__Task description__: Return the entries below in full. Keep every word as it is.
+++ Source records +++
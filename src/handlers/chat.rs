use axum::{
    extract::{Query, State},
    response::sse::{Event, KeepAlive, Sse},
    Json,
};
use futures::{Stream, StreamExt};
use serde::Deserialize;
use std::convert::Infallible;
use std::sync::Arc;
use std::time::Duration;
use uuid::Uuid;

use crate::models::chat::ChatRequest;
use crate::scope::RequestScope;
use crate::state::{AppState, ScopeGuard};
use crate::utils::error::ApiError;

/// `POST /api/chat` — opens the SSE stream described in §4.6. Validation
/// that can be answered before any event is emitted (empty message, unknown
/// collection) is rejected as a plain HTTP error; everything else surfaces
/// as an in-stream `error` event via the orchestrator.
pub async fn chat_handler(
    State(state): State<Arc<AppState>>,
    Json(req): Json<ChatRequest>,
) -> Result<Sse<impl Stream<Item = Result<Event, Infallible>>>, ApiError> {
    if req.message.trim().is_empty() {
        return Err(ApiError::InvalidRequest("message must not be empty".into()));
    }

    if !state.repository.collection_exists(&RequestScope::new(Duration::from_secs(5)), req.collection_id).await? {
        return Err(ApiError::NotFound(format!("collection {} not found", req.collection_id)));
    }

    let scope = RequestScope::new(Duration::from_secs(state.settings.server.request_deadline_secs));

    let conversation_id = match req.conversation_id {
        Some(id) => id,
        None => {
            state
                .repository
                .create_conversation(&scope, req.collection_id, "anonymous", None)
                .await?
                .id
        }
    };

    let guard = ScopeGuard::register(state.active_scopes.clone(), conversation_id, scope.clone());

    let inner = state.orchestrator.clone().run(
        scope,
        conversation_id,
        req.collection_id,
        req.message,
        state.settings.retrieval.clone(),
    );

    let guarded = async_stream::stream! {
        let _guard = guard;
        futures::pin_mut!(inner);
        while let Some(event) = inner.next().await {
            yield Ok(event);
        }
    };

    Ok(Sse::new(guarded).keep_alive(KeepAlive::default()))
}

#[derive(Debug, Deserialize)]
pub struct AbortParams {
    pub conversation_id: Uuid,
}

/// `DELETE /api/chat/abort` — cancels only the caller's own stream, looked
/// up by `conversation_id` (§4.6: "MUST NOT cancel other users' streams").
pub async fn abort_handler(
    State(state): State<Arc<AppState>>,
    Query(params): Query<AbortParams>,
) -> axum::http::StatusCode {
    if let Some(scope) = state.active_scopes.get(&params.conversation_id) {
        scope.cancel();
    }
    axum::http::StatusCode::NO_CONTENT
}
use axum::{
    extract::{Path, Query, State},
    http::StatusCode,
    Json,
};
use serde::Deserialize;
use std::sync::Arc;
use std::time::Duration;
use uuid::Uuid;

use crate::models::conversation::{ConversationResponse, CreateConversationRequest, UpdateConversationRequest};
use crate::scope::RequestScope;
use crate::state::AppState;
use crate::utils::error::ApiError;

#[derive(Debug, Deserialize)]
pub struct ListConversationsParams {
    pub collection_id: i32,
    pub user_id: String,
}

pub async fn list_conversations(
    State(state): State<Arc<AppState>>,
    Query(params): Query<ListConversationsParams>,
) -> Result<Json<Vec<ConversationResponse>>, ApiError> {
    let scope = RequestScope::new(Duration::from_secs(state.settings.server.request_deadline_secs));
    let conversations = state
        .repository
        .list_conversations(&scope, params.collection_id, &params.user_id)
        .await?;

    Ok(Json(conversations.into_iter().map(ConversationResponse::from).collect()))
}

pub async fn create_conversation(
    State(state): State<Arc<AppState>>,
    Json(req): Json<CreateConversationRequest>,
) -> Result<Json<ConversationResponse>, ApiError> {
    let scope = RequestScope::new(Duration::from_secs(state.settings.server.request_deadline_secs));
    let conversation = state
        .repository
        .create_conversation(&scope, req.collection_id, &req.user_id, req.title.as_deref())
        .await?;

    Ok(Json(conversation.into()))
}

pub async fn get_conversation(
    State(state): State<Arc<AppState>>,
    Path(id): Path<Uuid>,
) -> Result<Json<ConversationResponse>, ApiError> {
    let scope = RequestScope::new(Duration::from_secs(state.settings.server.request_deadline_secs));
    let conversation = state
        .repository
        .get_conversation(&scope, id)
        .await?
        .ok_or_else(|| ApiError::NotFound(format!("conversation {id} not found")))?;

    Ok(Json(conversation.into()))
}

pub async fn update_conversation(
    State(state): State<Arc<AppState>>,
    Path(id): Path<Uuid>,
    Json(req): Json<UpdateConversationRequest>,
) -> Result<Json<ConversationResponse>, ApiError> {
    let scope = RequestScope::new(Duration::from_secs(state.settings.server.request_deadline_secs));
    let conversation = state
        .repository
        .update_conversation_title(&scope, id, &req.title)
        .await?
        .ok_or_else(|| ApiError::NotFound(format!("conversation {id} not found")))?;

    Ok(Json(conversation.into()))
}

pub async fn delete_conversation(
    State(state): State<Arc<AppState>>,
    Path(id): Path<Uuid>,
) -> Result<StatusCode, ApiError> {
    let scope = RequestScope::new(Duration::from_secs(state.settings.server.request_deadline_secs));
    let deleted = state.repository.delete_conversation(&scope, id).await?;

    if deleted {
        Ok(StatusCode::NO_CONTENT)
    } else {
        Err(ApiError::NotFound(format!("conversation {id} not found")))
    }
}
+++
__Task answer__:
filename src/handlers/chat.rs
use axum::{
    extract::{Query, State},
    response::sse::{Event, KeepAlive, Sse},
    Json,
};
use futures::{Stream, StreamExt};
use serde::Deserialize;
use std::convert::Infallible;
use std::sync::Arc;
use std::time::Duration;
use uuid::Uuid;

use crate::models::chat::ChatRequest;
use crate::scope::RequestScope;
use crate::state::{AppState, ScopeGuard};
use crate::utils::error::ApiError;

/// `POST /api/chat` — opens the SSE stream described in §4.6. Validation
/// that can be answered before any event is emitted (empty message, unknown
/// collection) is rejected as a plain HTTP error; everything else surfaces
/// as an in-stream `error` event via the orchestrator.
pub async fn chat_handler(
    State(state): State<Arc<AppState>>,
    Json(req): Json<ChatRequest>,
) -> Result<Sse<impl Stream<Item = Result<Event, Infallible>>>, ApiError> {
    if req.message.trim().is_empty() {
        return Err(ApiError::InvalidRequest("message must not be empty".into()));
    }

    if !state.repository.collection_exists(&RequestScope::new(Duration::from_secs(5)), req.collection_id).await? {
        return Err(ApiError::NotFound(format!("collection {} not found", req.collection_id)));
    }

    let scope = RequestScope::new(Duration::from_secs(state.settings.server.request_deadline_secs));

    let conversation_id = match req.conversation_id {
        Some(id) => id,
        None => {
            state
                .repository
                .create_conversation(&scope, req.collection_id, "anonymous", None)
                .await?
                .id
        }
    };

    let guard = ScopeGuard::register(state.active_scopes.clone(), conversation_id, scope.clone());

    let inner = state.orchestrator.clone().run(
        scope,
        conversation_id,
        req.collection_id,
        req.message,
        state.settings.retrieval.clone(),
    );

    let guarded = async_stream::stream! {
        let _guard = guard;
        futures::pin_mut!(inner);
        while let Some(event) = inner.next().await {
            yield Ok(event);
        }
    };

    Ok(Sse::new(guarded).keep_alive(KeepAlive::default()))
}

#[derive(Debug, Deserialize)]
pub struct AbortParams {
    pub conversation_id: Uuid,
}

/// `DELETE /api/chat/abort` — cancels only the caller's own stream, looked
/// up by `conversation_id` (§4.6: "MUST NOT cancel other users' streams").
pub async fn abort_handler(
    State(state): State<Arc<AppState>>,
    Query(params): Query<AbortParams>,
) -> axum::http::StatusCode {
    if let Some(scope) = state.active_scopes.get(&params.conversation_id) {
        scope.cancel();
    }
    axum::http::StatusCode::NO_CONTENT
}
use axum::{
    extract::{Path, Query, State},
    http::StatusCode,
    Json,
};
use serde::Deserialize;
use std::sync::Arc;
use std::time::Duration;
use uuid::Uuid;

use crate::models::conversation::{ConversationResponse, CreateConversationRequest, UpdateConversationRequest};
use crate::scope::RequestScope;
use crate::state::AppState;
use crate::utils::error::ApiError;

#[derive(Debug, Deserialize)]
pub struct ListConversationsParams {
    pub collection_id: i32,
    pub user_id: String,
}

pub async fn list_conversations(
    State(state): State<Arc<AppState>>,
    Query(params): Query<ListConversationsParams>,
) -> Result<Json<Vec<ConversationResponse>>, ApiError> {
    let scope = RequestScope::new(Duration::from_secs(state.settings.server.request_deadline_secs));
    let conversations = state
        .repository
        .list_conversations(&scope, params.collection_id, &params.user_id)
        .await?;

    Ok(Json(conversations.into_iter().map(ConversationResponse::from).collect()))
}

pub async fn create_conversation(
    State(state): State<Arc<AppState>>,
    Json(req): Json<CreateConversationRequest>,
) -> Result<Json<ConversationResponse>, ApiError> {
    let scope = RequestScope::new(Duration::from_secs(state.settings.server.request_deadline_secs));
    let conversation = state
        .repository
        .create_conversation(&scope, req.collection_id, &req.user_id, req.title.as_deref())
        .await?;

    Ok(Json(conversation.into()))
}

pub async fn get_conversation(
    State(state): State<Arc<AppState>>,
    Path(id): Path<Uuid>,
) -> Result<Json<ConversationResponse>, ApiError> {
    let scope = RequestScope::new(Duration::from_secs(state.settings.server.request_deadline_secs));
    let conversation = state
        .repository
        .get_conversation(&scope, id)
        .await?
        .ok_or_else(|| ApiError::NotFound(format!("conversation {id} not found")))?;

    Ok(Json(conversation.into()))
}

pub async fn update_conversation(
    State(state): State<Arc<AppState>>,
    Path(id): Path<Uuid>,
    Json(req): Json<UpdateConversationRequest>,
) -> Result<Json<ConversationResponse>, ApiError> {
    let scope = RequestScope::new(Duration::from_secs(state.settings.server.request_deadline_secs));
    let conversation = state
        .repository
        .update_conversation_title(&scope, id, &req.title)
        .await?
        .ok_or_else(|| ApiError::NotFound(format!("conversation {id} not found")))?;

    Ok(Json(conversation.into()))
}

pub async fn delete_conversation(
    State(state): State<Arc<AppState>>,
    Path(id): Path<Uuid>,
) -> Result<StatusCode, ApiError> {
    let scope = RequestScope::new(Duration::from_secs(state.settings.server.request_deadline_secs));
    let deleted = state.repository.delete_conversation(&scope, id).await?;

    if deleted {
        Ok(StatusCode::NO_CONTENT)
    } else {
        Err(ApiError::NotFound(format!("conversation {id} not found")))
    }
}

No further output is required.